- Extracted records

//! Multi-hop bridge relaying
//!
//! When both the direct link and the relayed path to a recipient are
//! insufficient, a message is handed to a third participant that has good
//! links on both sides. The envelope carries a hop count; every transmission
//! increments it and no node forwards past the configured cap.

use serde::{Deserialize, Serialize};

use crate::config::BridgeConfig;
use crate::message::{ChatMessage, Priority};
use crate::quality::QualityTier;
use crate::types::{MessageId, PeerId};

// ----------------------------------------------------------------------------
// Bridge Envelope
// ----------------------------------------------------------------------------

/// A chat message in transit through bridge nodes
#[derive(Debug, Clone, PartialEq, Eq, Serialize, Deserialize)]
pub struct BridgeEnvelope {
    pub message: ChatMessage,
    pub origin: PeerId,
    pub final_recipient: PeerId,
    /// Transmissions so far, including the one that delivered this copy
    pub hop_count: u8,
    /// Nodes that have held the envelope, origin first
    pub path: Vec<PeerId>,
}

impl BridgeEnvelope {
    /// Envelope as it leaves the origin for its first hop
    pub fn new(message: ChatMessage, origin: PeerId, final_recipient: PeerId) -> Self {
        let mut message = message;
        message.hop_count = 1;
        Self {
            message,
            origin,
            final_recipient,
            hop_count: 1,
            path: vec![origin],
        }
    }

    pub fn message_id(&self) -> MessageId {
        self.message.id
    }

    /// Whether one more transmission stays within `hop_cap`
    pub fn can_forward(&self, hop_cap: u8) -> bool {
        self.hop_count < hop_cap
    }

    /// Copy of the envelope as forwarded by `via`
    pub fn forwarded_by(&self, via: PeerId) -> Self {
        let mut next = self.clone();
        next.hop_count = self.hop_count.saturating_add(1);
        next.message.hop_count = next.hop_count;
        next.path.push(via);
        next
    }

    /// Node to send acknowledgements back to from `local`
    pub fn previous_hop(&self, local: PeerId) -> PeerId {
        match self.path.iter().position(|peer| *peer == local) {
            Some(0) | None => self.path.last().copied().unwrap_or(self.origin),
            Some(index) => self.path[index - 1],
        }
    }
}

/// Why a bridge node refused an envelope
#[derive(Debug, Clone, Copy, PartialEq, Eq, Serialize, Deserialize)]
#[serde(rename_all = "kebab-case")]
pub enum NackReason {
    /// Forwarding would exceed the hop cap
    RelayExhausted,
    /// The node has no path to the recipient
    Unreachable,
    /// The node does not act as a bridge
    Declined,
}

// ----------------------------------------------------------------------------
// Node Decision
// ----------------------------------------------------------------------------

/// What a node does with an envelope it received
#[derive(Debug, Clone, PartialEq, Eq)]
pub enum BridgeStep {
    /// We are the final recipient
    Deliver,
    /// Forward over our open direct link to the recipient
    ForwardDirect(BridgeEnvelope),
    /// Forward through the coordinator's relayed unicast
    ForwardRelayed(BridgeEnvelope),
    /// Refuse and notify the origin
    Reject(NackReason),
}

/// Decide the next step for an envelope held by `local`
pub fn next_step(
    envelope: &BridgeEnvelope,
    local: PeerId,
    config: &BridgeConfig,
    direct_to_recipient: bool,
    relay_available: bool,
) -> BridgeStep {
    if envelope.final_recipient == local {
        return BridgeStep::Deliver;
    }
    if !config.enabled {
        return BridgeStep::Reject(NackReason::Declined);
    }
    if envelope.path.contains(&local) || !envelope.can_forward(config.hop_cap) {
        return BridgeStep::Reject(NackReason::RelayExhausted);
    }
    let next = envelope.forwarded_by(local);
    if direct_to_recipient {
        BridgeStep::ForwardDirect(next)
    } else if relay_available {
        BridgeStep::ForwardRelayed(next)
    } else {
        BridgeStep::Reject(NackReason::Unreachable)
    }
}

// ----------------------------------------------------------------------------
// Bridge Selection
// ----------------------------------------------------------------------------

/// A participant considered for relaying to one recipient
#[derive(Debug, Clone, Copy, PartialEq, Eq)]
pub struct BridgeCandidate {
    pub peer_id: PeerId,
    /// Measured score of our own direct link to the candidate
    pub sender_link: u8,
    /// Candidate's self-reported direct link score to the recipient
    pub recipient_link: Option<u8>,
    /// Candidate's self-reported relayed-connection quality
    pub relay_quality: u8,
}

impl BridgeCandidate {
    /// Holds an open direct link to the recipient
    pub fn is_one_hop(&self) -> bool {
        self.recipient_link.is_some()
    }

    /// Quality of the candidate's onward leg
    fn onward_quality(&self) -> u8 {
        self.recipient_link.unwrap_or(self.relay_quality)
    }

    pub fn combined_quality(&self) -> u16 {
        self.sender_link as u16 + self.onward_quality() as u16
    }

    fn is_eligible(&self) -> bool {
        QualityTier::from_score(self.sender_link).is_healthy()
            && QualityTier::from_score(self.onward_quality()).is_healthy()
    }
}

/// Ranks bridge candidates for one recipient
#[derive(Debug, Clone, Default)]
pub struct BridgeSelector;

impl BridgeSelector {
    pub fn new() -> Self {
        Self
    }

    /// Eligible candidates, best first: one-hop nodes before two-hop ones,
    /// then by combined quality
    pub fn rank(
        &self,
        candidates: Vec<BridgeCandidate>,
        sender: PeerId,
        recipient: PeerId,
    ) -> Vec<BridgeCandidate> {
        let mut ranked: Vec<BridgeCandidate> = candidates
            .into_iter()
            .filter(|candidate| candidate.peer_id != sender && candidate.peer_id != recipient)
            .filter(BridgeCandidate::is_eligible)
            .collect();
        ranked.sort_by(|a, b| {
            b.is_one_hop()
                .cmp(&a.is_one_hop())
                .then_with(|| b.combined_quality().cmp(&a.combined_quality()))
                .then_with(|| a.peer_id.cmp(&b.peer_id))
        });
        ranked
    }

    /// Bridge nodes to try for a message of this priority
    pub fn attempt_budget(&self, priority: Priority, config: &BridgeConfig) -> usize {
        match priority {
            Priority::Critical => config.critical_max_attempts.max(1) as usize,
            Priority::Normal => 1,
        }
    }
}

- Instructions to follow
All the entries should be output exactly as given.

- Exercise output
//! Multi-hop bridge relaying
//!
//! When both the direct link and the relayed path to a recipient are
//! insufficient, a message is handed to a third participant that has good
//! links on both sides. The envelope carries a hop count; every transmission
//! increments it and no node forwards past the configured cap.

use serde::{Deserialize, Serialize};

use crate::config::BridgeConfig;
use crate::message::{ChatMessage, Priority};
use crate::quality::QualityTier;
use crate::types::{MessageId, PeerId};

// ----------------------------------------------------------------------------
// Bridge Envelope
// ----------------------------------------------------------------------------

/// A chat message in transit through bridge nodes
#[derive(Debug, Clone, PartialEq, Eq, Serialize, Deserialize)]
pub struct BridgeEnvelope {
    pub message: ChatMessage,
    pub origin: PeerId,
    pub final_recipient: PeerId,
    /// Transmissions so far, including the one that delivered this copy
    pub hop_count: u8,
    /// Nodes that have held the envelope, origin first
    pub path: Vec<PeerId>,
}

impl BridgeEnvelope {
    /// Envelope as it leaves the origin for its first hop
    pub fn new(message: ChatMessage, origin: PeerId, final_recipient: PeerId) -> Self {
        let mut message = message;
        message.hop_count = 1;
        Self {
            message,
            origin,
            final_recipient,
            hop_count: 1,
            path: vec![origin],
        }
    }

    pub fn message_id(&self) -> MessageId {
        self.message.id
    }

    /// Whether one more transmission stays within `hop_cap`
    pub fn can_forward(&self, hop_cap: u8) -> bool {
        self.hop_count < hop_cap
    }

    /// Copy of the envelope as forwarded by `via`
    pub fn forwarded_by(&self, via: PeerId) -> Self {
        let mut next = self.clone();
        next.hop_count = self.hop_count.saturating_add(1);
        next.message.hop_count = next.hop_count;
        next.path.push(via);
        next
    }

    /// Node to send acknowledgements back to from `local`
    pub fn previous_hop(&self, local: PeerId) -> PeerId {
        match self.path.iter().position(|peer| *peer == local) {
            Some(0) | None => self.path.last().copied().unwrap_or(self.origin),
            Some(index) => self.path[index - 1],
        }
    }
}

/// Why a bridge node refused an envelope
#[derive(Debug, Clone, Copy, PartialEq, Eq, Serialize, Deserialize)]
#[serde(rename_all = "kebab-case")]
pub enum NackReason {
    /// Forwarding would exceed the hop cap
    RelayExhausted,
    /// The node has no path to the recipient
    Unreachable,
    /// The node does not act as a bridge
    Declined,
}

// ----------------------------------------------------------------------------
// Node Decision
// ----------------------------------------------------------------------------

/// What a node does with an envelope it received
#[derive(Debug, Clone, PartialEq, Eq)]
pub enum BridgeStep {
    /// We are the final recipient
    Deliver,
    /// Forward over our open direct link to the recipient
    ForwardDirect(BridgeEnvelope),
    /// Forward through the coordinator's relayed unicast
    ForwardRelayed(BridgeEnvelope),
    /// Refuse and notify the origin
    Reject(NackReason),
}

/// Decide the next step for an envelope held by `local`
pub fn next_step(
    envelope: &BridgeEnvelope,
    local: PeerId,
    config: &BridgeConfig,
    direct_to_recipient: bool,
    relay_available: bool,
) -> BridgeStep {
    if envelope.final_recipient == local {
        return BridgeStep::Deliver;
    }
    if !config.enabled {
        return BridgeStep::Reject(NackReason::Declined);
    }
    if envelope.path.contains(&local) || !envelope.can_forward(config.hop_cap) {
        return BridgeStep::Reject(NackReason::RelayExhausted);
    }
    let next = envelope.forwarded_by(local);
    if direct_to_recipient {
        BridgeStep::ForwardDirect(next)
    } else if relay_available {
        BridgeStep::ForwardRelayed(next)
    } else {
        BridgeStep::Reject(NackReason::Unreachable)
    }
}

// ----------------------------------------------------------------------------
// Bridge Selection
// ----------------------------------------------------------------------------

/// A participant considered for relaying to one recipient
#[derive(Debug, Clone, Copy, PartialEq, Eq)]
pub struct BridgeCandidate {
    pub peer_id: PeerId,
    /// Measured score of our own direct link to the candidate
    pub sender_link: u8,
    /// Candidate's self-reported direct link score to the recipient
    pub recipient_link: Option<u8>,
    /// Candidate's self-reported relayed-connection quality
    pub relay_quality: u8,
}

impl BridgeCandidate {
    /// Holds an open direct link to the recipient
    pub fn is_one_hop(&self) -> bool {
        self.recipient_link.is_some()
    }

    /// Quality of the candidate's onward leg
    fn onward_quality(&self) -> u8 {
        self.recipient_link.unwrap_or(self.relay_quality)
    }

    pub fn combined_quality(&self) -> u16 {
        self.sender_link as u16 + self.onward_quality() as u16
    }

    fn is_eligible(&self) -> bool {
        QualityTier::from_score(self.sender_link).is_healthy()
            && QualityTier::from_score(self.onward_quality()).is_healthy()
    }
}

/// Ranks bridge candidates for one recipient
#[derive(Debug, Clone, Default)]
pub struct BridgeSelector;

impl BridgeSelector {
    pub fn new() -> Self {
        Self
    }

    /// Eligible candidates, best first: one-hop nodes before two-hop ones,
    /// then by combined quality
    pub fn rank(
        &self,
        candidates: Vec<BridgeCandidate>,
        sender: PeerId,
        recipient: PeerId,
    ) -> Vec<BridgeCandidate> {
        let mut ranked: Vec<BridgeCandidate> = candidates
            .into_iter()
            .filter(|candidate| candidate.peer_id != sender && candidate.peer_id != recipient)
            .filter(BridgeCandidate::is_eligible)
            .collect();
        ranked.sort_by(|a, b| {
            b.is_one_hop()
                .cmp(&a.is_one_hop())
                .then_with(|| b.combined_quality().cmp(&a.combined_quality()))
                .then_with(|| a.peer_id.cmp(&b.peer_id))
        });
        ranked
    }

    /// Bridge nodes to try for a message of this priority
    pub fn attempt_budget(&self, priority: Priority, config: &BridgeConfig) -> usize {
        match priority {
            Priority::Critical => config.critical_max_attempts.max(1) as usize,
            Priority::Normal => 1,
        }
    }
}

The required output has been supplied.